**WORK REQUEST**
Set down exactly the first line of the entries and every line after it, through the line with "pub enum IpcEvent".

**DATA PROVIDED**
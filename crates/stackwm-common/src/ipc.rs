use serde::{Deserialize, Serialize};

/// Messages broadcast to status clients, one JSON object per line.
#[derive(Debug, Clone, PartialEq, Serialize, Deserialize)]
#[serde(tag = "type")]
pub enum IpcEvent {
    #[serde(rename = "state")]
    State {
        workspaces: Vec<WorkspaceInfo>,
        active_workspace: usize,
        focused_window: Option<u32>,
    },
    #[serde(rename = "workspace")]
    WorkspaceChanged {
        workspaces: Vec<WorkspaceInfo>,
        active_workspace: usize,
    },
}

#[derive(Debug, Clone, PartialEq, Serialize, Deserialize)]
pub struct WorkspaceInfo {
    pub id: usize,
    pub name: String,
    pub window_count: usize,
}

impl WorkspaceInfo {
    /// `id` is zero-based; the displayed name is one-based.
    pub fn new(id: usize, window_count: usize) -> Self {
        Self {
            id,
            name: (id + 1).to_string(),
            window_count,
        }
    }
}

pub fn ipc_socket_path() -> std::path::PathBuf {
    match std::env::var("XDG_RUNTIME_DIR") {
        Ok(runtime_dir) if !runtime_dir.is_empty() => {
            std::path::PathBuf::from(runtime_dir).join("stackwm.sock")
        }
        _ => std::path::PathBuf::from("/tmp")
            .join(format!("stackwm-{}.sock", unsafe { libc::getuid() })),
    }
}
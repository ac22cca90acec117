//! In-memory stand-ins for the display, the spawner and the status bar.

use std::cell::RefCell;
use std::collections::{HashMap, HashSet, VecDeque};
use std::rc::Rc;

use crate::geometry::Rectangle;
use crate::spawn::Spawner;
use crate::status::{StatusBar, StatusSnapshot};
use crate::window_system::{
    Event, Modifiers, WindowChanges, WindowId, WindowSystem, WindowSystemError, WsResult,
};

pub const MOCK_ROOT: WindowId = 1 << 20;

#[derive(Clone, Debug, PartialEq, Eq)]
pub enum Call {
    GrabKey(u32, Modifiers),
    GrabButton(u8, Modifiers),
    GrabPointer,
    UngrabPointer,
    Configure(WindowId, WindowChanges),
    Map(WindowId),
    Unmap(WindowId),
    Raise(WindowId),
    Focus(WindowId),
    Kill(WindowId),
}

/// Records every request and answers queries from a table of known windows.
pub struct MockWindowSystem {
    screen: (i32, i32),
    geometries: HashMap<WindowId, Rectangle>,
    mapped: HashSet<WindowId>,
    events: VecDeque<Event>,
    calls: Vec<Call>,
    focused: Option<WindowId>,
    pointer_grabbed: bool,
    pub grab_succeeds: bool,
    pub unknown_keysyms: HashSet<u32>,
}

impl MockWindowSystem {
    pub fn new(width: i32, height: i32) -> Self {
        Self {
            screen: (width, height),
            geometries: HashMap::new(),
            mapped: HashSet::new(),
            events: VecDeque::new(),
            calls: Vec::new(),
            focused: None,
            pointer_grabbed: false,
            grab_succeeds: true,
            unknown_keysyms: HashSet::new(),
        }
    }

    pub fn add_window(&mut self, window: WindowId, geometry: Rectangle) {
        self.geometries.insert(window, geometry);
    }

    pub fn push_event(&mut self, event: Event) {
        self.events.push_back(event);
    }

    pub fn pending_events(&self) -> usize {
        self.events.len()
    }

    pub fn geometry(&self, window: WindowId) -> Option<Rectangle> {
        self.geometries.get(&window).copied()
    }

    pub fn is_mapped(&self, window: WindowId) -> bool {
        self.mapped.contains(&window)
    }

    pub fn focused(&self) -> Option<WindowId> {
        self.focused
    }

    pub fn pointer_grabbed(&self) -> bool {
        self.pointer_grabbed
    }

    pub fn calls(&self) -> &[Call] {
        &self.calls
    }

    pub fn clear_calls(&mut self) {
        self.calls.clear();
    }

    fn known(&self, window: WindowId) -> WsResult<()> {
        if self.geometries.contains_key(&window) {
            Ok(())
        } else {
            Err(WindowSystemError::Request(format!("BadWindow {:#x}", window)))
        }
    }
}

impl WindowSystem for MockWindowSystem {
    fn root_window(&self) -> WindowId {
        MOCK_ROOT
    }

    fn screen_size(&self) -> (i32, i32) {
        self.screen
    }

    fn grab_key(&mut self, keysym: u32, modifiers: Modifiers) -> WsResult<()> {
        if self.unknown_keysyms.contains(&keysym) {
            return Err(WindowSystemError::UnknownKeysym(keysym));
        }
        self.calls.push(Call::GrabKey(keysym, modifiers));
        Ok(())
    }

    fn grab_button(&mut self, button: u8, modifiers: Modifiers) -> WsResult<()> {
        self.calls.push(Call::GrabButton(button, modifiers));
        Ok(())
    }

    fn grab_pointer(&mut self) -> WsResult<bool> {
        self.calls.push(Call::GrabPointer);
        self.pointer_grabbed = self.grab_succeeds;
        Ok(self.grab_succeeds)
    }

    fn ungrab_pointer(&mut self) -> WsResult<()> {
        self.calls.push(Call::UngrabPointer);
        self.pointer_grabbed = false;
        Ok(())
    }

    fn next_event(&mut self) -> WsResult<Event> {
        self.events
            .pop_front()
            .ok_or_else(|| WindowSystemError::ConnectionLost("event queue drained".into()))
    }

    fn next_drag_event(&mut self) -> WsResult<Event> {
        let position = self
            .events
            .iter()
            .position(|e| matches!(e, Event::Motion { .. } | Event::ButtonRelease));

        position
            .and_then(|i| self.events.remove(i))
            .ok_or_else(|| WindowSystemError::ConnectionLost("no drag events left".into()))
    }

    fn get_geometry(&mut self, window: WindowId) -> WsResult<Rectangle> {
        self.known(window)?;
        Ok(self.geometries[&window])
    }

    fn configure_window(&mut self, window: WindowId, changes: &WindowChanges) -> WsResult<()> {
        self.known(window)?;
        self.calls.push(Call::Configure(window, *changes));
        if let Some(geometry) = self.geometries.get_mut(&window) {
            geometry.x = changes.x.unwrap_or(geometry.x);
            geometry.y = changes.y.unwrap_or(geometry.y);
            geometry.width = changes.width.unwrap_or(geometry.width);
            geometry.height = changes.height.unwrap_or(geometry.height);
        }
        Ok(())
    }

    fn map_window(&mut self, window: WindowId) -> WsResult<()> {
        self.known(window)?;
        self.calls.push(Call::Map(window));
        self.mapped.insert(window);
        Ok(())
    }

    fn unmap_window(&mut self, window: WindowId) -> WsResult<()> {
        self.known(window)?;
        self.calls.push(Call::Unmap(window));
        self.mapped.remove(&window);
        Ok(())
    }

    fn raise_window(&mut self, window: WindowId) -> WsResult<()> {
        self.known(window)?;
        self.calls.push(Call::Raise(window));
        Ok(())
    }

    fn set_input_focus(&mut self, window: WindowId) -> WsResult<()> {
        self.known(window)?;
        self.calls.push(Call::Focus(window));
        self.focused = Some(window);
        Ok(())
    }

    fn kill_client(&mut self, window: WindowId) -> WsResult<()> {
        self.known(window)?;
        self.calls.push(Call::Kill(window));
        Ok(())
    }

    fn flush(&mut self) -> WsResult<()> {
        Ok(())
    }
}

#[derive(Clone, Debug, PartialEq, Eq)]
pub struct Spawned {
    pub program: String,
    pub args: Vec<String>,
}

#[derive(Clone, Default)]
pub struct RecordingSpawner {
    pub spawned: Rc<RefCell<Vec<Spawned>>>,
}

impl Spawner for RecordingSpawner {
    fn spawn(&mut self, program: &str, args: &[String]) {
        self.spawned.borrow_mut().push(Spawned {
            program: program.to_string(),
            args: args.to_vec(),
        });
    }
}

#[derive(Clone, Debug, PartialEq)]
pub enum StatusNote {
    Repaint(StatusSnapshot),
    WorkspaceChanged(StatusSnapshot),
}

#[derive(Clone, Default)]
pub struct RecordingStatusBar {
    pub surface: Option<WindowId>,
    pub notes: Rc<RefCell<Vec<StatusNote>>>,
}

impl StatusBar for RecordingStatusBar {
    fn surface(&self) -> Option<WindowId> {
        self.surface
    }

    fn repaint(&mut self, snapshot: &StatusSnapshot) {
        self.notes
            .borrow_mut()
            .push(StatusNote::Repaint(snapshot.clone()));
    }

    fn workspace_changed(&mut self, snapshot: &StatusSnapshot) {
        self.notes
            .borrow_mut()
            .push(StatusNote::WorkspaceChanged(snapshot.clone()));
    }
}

**OUTPUT FOR THIS TASK**
filename crates/stackwm-common/src/ipc.rs
use serde::{Deserialize, Serialize};

/// Messages broadcast to status clients, one JSON object per line.
#[derive(Debug, Clone, PartialEq, Serialize, Deserialize)]
#[serde(tag = "type")]
pub enum IpcEvent {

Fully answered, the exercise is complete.